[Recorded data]
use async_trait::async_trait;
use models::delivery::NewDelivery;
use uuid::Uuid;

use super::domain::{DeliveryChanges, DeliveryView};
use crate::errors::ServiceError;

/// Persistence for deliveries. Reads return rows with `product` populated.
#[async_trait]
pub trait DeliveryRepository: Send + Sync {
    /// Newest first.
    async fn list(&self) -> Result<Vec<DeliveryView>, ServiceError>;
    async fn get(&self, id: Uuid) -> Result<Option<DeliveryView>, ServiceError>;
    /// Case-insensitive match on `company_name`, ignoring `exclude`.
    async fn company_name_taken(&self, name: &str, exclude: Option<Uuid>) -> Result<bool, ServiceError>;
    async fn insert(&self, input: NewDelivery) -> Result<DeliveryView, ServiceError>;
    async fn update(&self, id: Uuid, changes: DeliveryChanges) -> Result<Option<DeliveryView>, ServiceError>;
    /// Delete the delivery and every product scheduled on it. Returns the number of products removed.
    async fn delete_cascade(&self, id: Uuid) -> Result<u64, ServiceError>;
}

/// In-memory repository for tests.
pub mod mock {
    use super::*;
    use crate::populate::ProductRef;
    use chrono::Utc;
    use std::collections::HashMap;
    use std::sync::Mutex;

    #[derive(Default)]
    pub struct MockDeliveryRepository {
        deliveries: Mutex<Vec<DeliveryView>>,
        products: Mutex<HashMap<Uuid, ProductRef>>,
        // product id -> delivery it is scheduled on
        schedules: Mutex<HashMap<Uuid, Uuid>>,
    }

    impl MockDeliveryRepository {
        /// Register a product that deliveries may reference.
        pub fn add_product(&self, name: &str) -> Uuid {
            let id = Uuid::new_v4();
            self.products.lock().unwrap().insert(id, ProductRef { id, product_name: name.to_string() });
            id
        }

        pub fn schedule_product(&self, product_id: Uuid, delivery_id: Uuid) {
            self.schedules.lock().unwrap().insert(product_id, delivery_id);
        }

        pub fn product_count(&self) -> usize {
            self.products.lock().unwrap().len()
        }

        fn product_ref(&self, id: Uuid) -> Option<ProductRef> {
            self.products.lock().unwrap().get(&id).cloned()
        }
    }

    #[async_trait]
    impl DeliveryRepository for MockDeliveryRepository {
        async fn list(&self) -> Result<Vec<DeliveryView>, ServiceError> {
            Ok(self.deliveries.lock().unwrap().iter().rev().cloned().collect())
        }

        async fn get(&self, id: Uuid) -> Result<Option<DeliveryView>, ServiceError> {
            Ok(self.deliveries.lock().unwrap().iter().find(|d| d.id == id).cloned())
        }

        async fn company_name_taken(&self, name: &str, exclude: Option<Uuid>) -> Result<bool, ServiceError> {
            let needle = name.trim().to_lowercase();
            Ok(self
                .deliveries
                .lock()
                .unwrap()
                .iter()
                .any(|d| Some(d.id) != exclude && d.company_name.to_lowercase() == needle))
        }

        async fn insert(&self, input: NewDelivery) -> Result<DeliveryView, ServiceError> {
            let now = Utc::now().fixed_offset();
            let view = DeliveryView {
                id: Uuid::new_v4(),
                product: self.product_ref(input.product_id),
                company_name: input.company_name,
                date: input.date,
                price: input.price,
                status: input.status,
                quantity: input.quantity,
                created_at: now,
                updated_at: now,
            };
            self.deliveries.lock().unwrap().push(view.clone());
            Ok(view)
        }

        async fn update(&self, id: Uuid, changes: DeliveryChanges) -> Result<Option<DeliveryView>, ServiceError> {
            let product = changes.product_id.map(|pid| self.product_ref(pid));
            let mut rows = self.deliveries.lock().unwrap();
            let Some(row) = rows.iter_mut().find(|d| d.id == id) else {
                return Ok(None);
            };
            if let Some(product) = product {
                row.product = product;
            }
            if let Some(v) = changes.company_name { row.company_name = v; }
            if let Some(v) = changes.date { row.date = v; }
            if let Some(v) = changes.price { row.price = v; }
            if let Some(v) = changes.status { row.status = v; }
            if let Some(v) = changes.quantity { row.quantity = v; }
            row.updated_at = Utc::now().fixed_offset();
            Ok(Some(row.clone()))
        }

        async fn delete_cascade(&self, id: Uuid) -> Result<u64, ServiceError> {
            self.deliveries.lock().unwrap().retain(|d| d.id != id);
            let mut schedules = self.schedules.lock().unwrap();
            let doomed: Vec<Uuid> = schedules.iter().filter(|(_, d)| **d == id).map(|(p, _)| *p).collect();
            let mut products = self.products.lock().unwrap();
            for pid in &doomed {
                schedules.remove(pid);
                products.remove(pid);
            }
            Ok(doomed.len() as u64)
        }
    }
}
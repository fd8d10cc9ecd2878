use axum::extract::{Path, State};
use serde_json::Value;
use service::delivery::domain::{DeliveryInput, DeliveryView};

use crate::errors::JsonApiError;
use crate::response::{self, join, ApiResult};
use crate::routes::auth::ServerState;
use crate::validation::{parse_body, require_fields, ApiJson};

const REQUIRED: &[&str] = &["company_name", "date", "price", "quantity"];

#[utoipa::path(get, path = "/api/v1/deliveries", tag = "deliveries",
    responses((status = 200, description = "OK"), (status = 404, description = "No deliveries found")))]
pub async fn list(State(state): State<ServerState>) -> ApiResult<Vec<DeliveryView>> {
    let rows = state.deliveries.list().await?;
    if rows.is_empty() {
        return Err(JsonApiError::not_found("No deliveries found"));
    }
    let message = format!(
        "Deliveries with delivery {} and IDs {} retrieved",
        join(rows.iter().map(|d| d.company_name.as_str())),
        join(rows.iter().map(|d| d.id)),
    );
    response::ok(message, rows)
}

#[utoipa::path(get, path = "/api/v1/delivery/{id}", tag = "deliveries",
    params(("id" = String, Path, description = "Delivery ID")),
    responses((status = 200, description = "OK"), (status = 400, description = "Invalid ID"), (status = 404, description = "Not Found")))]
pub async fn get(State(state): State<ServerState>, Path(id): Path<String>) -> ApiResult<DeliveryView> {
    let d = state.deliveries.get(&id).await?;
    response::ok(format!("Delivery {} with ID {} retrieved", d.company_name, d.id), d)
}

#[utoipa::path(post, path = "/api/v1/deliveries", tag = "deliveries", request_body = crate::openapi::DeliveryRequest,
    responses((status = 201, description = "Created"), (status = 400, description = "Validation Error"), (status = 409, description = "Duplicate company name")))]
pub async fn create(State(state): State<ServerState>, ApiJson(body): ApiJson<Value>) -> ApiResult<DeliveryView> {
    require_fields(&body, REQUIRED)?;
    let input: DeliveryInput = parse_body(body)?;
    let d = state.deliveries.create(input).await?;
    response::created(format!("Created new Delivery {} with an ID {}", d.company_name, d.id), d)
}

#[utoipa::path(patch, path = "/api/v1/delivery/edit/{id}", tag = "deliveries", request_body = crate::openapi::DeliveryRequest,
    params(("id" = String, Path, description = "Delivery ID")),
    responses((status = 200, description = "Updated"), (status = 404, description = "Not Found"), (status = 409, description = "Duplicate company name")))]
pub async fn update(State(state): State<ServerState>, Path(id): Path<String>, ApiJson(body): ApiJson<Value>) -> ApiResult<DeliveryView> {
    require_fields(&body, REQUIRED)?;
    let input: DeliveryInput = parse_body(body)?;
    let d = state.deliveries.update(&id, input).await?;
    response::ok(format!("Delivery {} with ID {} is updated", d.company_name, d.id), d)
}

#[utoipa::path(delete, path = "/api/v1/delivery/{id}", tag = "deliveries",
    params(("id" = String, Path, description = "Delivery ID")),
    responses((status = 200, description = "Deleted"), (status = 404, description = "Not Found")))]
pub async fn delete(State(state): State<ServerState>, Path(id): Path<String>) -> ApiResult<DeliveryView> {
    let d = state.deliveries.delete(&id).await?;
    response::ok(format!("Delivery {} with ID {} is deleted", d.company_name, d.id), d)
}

---

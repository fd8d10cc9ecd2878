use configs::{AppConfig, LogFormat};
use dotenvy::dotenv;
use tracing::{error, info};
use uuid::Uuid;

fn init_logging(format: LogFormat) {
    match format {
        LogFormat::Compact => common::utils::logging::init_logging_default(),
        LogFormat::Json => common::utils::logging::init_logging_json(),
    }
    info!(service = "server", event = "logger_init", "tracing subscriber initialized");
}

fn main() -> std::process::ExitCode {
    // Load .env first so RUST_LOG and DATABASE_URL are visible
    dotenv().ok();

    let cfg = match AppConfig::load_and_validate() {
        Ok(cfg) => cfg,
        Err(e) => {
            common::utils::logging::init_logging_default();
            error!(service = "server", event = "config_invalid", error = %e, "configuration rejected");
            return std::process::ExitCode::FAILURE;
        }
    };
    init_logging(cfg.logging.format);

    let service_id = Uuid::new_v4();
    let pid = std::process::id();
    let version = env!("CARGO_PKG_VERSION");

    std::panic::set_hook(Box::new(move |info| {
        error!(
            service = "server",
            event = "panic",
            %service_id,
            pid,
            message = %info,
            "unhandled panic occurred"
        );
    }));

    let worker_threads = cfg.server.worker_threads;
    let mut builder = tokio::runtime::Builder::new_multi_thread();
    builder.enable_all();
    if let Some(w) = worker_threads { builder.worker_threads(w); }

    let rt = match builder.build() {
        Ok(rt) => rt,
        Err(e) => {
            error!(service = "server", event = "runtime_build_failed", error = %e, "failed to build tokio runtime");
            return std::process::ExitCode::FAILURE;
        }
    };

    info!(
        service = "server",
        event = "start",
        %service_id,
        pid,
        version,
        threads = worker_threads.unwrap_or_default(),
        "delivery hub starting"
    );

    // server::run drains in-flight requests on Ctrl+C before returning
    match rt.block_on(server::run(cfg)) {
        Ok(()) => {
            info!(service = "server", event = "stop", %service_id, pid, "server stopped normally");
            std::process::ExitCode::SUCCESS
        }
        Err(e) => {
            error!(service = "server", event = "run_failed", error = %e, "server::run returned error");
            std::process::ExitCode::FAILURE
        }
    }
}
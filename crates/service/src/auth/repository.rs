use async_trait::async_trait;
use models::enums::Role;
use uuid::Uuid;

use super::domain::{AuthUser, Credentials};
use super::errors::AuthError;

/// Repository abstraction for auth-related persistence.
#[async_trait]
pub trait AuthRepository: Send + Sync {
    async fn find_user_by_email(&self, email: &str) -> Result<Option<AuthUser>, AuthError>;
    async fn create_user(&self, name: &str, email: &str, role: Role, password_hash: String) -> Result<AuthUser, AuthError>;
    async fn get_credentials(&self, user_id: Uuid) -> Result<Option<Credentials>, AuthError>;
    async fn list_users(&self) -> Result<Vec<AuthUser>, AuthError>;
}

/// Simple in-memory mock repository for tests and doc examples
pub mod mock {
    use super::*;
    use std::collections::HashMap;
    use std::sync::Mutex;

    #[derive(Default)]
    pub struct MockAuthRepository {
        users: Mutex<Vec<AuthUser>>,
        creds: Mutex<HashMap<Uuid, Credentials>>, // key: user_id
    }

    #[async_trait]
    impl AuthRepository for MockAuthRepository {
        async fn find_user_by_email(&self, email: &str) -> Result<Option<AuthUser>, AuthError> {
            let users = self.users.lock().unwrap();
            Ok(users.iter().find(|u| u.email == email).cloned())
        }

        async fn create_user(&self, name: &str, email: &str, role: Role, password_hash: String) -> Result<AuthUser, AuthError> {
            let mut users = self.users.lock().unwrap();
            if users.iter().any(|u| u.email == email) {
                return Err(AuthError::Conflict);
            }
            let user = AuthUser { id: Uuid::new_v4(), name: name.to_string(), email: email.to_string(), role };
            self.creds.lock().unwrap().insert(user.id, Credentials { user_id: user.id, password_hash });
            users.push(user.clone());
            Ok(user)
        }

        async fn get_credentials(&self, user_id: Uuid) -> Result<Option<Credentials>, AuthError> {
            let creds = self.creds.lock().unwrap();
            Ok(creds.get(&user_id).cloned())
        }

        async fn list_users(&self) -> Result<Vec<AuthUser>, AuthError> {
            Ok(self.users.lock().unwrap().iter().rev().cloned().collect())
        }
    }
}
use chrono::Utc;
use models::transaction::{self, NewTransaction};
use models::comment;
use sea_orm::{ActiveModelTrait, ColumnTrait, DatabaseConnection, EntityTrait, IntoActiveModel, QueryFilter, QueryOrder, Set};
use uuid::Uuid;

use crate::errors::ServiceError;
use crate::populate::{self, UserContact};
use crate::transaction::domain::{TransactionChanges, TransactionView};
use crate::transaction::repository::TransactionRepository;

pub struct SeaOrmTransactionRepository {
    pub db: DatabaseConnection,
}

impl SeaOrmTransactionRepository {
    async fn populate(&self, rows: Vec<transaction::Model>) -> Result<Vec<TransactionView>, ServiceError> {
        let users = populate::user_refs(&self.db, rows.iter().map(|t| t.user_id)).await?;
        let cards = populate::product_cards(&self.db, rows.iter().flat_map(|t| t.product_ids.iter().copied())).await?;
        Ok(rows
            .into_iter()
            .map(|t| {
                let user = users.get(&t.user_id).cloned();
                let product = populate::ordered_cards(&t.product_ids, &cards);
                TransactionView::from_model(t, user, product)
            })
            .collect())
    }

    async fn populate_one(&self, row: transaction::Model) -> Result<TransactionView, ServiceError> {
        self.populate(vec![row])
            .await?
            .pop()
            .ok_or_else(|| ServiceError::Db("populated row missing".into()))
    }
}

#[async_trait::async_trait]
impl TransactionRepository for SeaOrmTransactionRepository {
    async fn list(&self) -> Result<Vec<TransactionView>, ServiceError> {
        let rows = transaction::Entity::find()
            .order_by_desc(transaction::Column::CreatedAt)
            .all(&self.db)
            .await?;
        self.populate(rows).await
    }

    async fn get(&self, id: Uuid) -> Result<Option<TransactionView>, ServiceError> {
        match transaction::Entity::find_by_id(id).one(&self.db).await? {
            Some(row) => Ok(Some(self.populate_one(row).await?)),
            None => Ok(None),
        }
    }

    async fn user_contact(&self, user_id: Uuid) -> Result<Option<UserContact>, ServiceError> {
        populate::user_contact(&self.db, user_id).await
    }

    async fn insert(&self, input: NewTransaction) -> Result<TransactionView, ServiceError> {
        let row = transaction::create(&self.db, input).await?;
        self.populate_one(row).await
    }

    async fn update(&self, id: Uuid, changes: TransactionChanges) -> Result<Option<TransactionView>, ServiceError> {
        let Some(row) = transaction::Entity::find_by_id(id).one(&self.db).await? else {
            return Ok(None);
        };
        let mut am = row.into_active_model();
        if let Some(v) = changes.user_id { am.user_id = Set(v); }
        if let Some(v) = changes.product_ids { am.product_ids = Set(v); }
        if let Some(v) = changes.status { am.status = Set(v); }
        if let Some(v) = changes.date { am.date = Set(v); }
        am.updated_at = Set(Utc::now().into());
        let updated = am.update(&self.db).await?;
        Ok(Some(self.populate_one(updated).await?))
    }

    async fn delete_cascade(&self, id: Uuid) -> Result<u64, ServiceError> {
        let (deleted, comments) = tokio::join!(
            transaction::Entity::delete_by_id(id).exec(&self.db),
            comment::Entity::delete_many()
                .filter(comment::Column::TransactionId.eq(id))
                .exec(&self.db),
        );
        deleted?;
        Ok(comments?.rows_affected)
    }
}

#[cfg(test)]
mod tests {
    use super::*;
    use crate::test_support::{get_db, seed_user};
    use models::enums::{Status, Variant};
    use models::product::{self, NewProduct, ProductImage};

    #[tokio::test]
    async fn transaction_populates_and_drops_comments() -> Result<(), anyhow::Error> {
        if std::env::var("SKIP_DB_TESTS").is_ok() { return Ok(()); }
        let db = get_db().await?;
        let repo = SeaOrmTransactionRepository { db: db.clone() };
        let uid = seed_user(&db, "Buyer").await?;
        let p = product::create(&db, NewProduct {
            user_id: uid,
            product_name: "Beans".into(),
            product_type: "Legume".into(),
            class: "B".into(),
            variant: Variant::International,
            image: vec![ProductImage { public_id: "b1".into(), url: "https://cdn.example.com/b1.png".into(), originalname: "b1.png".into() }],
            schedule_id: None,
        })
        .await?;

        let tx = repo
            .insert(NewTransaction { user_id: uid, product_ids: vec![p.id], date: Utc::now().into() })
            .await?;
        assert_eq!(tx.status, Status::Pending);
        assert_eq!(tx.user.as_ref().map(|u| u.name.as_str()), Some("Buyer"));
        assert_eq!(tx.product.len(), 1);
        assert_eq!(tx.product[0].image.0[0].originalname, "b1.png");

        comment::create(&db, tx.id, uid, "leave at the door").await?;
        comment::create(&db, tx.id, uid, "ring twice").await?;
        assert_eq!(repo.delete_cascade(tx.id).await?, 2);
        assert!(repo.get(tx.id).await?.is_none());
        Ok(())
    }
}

[TASK ITEM] Within the data above, the span starting at the line containing "let mut am = row.into_active_model();" and ending at the line containing "let p = product::create(&db, NewProduct" is to be retyped exactly, with no other lines.

[SOLUTION FOR THIS PROBLEM]
        let mut am = row.into_active_model();
        if let Some(v) = changes.user_id { am.user_id = Set(v); }
        if let Some(v) = changes.product_ids { am.product_ids = Set(v); }
        if let Some(v) = changes.status { am.status = Set(v); }
        if let Some(v) = changes.date { am.date = Set(v); }
        am.updated_at = Set(Utc::now().into());
        let updated = am.update(&self.db).await?;
        Ok(Some(self.populate_one(updated).await?))
    }

    async fn delete_cascade(&self, id: Uuid) -> Result<u64, ServiceError> {
        let (deleted, comments) = tokio::join!(
            transaction::Entity::delete_by_id(id).exec(&self.db),
            comment::Entity::delete_many()
                .filter(comment::Column::TransactionId.eq(id))
                .exec(&self.db),
        );
        deleted?;
        Ok(comments?.rows_affected)
    }
}

#[cfg(test)]
mod tests {
    use super::*;
    use crate::test_support::{get_db, seed_user};
    use models::enums::{Status, Variant};
    use models::product::{self, NewProduct, ProductImage};

    #[tokio::test]
    async fn transaction_populates_and_drops_comments() -> Result<(), anyhow::Error> {
        if std::env::var("SKIP_DB_TESTS").is_ok() { return Ok(()); }
        let db = get_db().await?;
        let repo = SeaOrmTransactionRepository { db: db.clone() };
        let uid = seed_user(&db, "Buyer").await?;
        let p = product::create(&db, NewProduct {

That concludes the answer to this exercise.